In particolare, con il ricorso di primo grado, le cui censure sono state, sostanzialmente, riproposte in appello, La. Se. ha dedotto plurime violazioni procedurali, nonché la carenza di motivazione e l’incompetenza sotto diversi profili in relazione all’adozione dei provvedimenti impugnati, pur non contestando le circostanze di fatto che hanno costituito il fondamento per l’adozione dei provvedimenti adottati a suo carico.
Deve, in via preliminare, aderirsi all’eccezione della Regione di inammissibilità della prima doglianza, perché dedotta in violazione del divieto dei nova in appello.

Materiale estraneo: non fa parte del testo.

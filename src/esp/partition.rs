// Partition table access via the ESP-IDF partition API.

use core::ffi::{c_void, CStr};
use std::ffi::CString;

use esp_idf_sys::{
    esp_ota_get_running_partition, esp_partition_find, esp_partition_get,
    esp_partition_iterator_release, esp_partition_next, esp_partition_read, esp_partition_t,
    esp_partition_subtype_t_ESP_PARTITION_SUBTYPE_ANY, esp_partition_type_t_ESP_PARTITION_TYPE_ANY,
    esp_partition_type_t_ESP_PARTITION_TYPE_APP,
};

use crate::error::{Error, Result};
use crate::partition::{Partition, PartitionKind, PartitionTable};

/// Raw partition pointer by label. Pointers stay valid for the process
/// lifetime; the table is static device configuration.
pub(crate) fn find_raw(name: &str) -> Result<*const esp_partition_t> {
    let label = CString::new(name).map_err(|_| Error::InvalidArgument("partition name"))?;
    let it = unsafe {
        esp_partition_find(
            esp_partition_type_t_ESP_PARTITION_TYPE_ANY,
            esp_partition_subtype_t_ESP_PARTITION_SUBTYPE_ANY,
            label.as_ptr(),
        )
    };
    if it.is_null() {
        return Err(Error::NotFound(format!("partition '{name}'")));
    }
    let partition = unsafe { esp_partition_get(it) };
    unsafe { esp_partition_iterator_release(it) };
    if partition.is_null() {
        return Err(Error::NotFound(format!("partition '{name}'")));
    }
    Ok(partition)
}

fn to_partition(raw: *const esp_partition_t, running: *const esp_partition_t) -> Result<Partition> {
    let p = unsafe { &*raw };
    let label = unsafe { CStr::from_ptr(p.label.as_ptr()) }
        .to_str()
        .map_err(|_| Error::IoFault("partition label not utf-8".into()))?;
    Ok(Partition {
        name: label
            .try_into()
            .map_err(|_| Error::IoFault("partition label too long".into()))?,
        kind: if p.type_ == esp_partition_type_t_ESP_PARTITION_TYPE_APP {
            PartitionKind::App
        } else {
            PartitionKind::Data
        },
        subtype: p.subtype as u8,
        size: p.size,
        address: p.address,
        running: !running.is_null() && p.address == unsafe { (*running).address },
    })
}

pub struct EspPartitionTable;

impl PartitionTable for EspPartitionTable {
    fn list(&self) -> Result<Vec<Partition>> {
        let running = unsafe { esp_ota_get_running_partition() };
        let mut partitions = Vec::new();

        let mut it = unsafe {
            esp_partition_find(
                esp_partition_type_t_ESP_PARTITION_TYPE_ANY,
                esp_partition_subtype_t_ESP_PARTITION_SUBTYPE_ANY,
                core::ptr::null(),
            )
        };
        if it.is_null() {
            return Err(Error::IoFault("partition enumeration failed".into()));
        }
        while !it.is_null() {
            let raw = unsafe { esp_partition_get(it) };
            if !raw.is_null() {
                partitions.push(to_partition(raw, running)?);
            }
            it = unsafe { esp_partition_next(it) };
        }
        unsafe { esp_partition_iterator_release(it) };

        Ok(partitions)
    }

    fn read(&self, partition: &Partition, offset: u32, buf: &mut [u8]) -> Result<()> {
        let raw = find_raw(partition.name.as_str())?;
        let err = unsafe {
            esp_partition_read(
                raw,
                offset as usize,
                buf.as_mut_ptr() as *mut c_void,
                buf.len(),
            )
        };
        if err != esp_idf_sys::ESP_OK {
            return Err(Error::IoFault(format!("esp_partition_read: {err}")));
        }
        Ok(())
    }
}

Ed invero, l’assunto contrasto dei provvedimenti impugnati con la normativa vigente per la violazione dell’art. 136 del d.P.R. n. 631 del 1949, per l’appellante del tutto estraneo alla fattispecie in esame e quindi alla stessa inapplicabile perché concernente il servizio pubblico di linea, non era stato dedotto con il ricorso di primo grado, ma solo con l’atto di appello.
Sul punto, per pacifico orientamento giurisprudenziale, sono inammissibili i motivi introdotti per la prima volta in appello, in violazione della preclusione di cui all’art. 104 Cod. proc. amm.
“Invero, nel giudizio di appello il thema decidendum è circoscritto dalle censure ritualmente sollevate in primo grado, non potendosi dare ingresso, per la prima volta in tale sede, a nuove doglianze in violazione del divieto dei nova (ex plurimis, Cons. Stato, III, 5 marzo 2018, n. 1335)” (cfr, fra le tante, Cons. Stato, sez. V, 11 febbraio 2019, n. 984; 17 gennaio 2019, n. 434; sez. IV, 23 novembre 2018, n. 6628).
Con la seconda censura l’appellante lamenta la carenza di motivazione della sentenza sulla doglianza con cui era stata dedotta la mancata motivazione della revoca, che, a parere della stessa, non potrebbe essere automatica, pur in presenza delle violazioni reiterate, ma dovrebbe dar conto della valutazione della fattispecie complessiva. Inoltre, la stessa sarebbe illegittimamente intervenuta dopo più di un anno dalla diffida.
Il motivo è infondato, atteso che la sentenza ha diffusamente spiegato le ragioni della revoca, la cui motivazione è connessa alle prescrizioni dell’autorizzazione, che sono state più volte violate ed alle quali la validità della stessa è subordinata. Ciò, anche in considerazione del fatto che con lettera del 24 settembre 1993 la società appellante era stata diffidata dal commettere ulteriori violazioni dello stesso tipo, pena la revoca dell’autorizzazione, che era dovuta in presenza di tali ulteriori violazioni e non soggetta ad alcun termine di decadenza.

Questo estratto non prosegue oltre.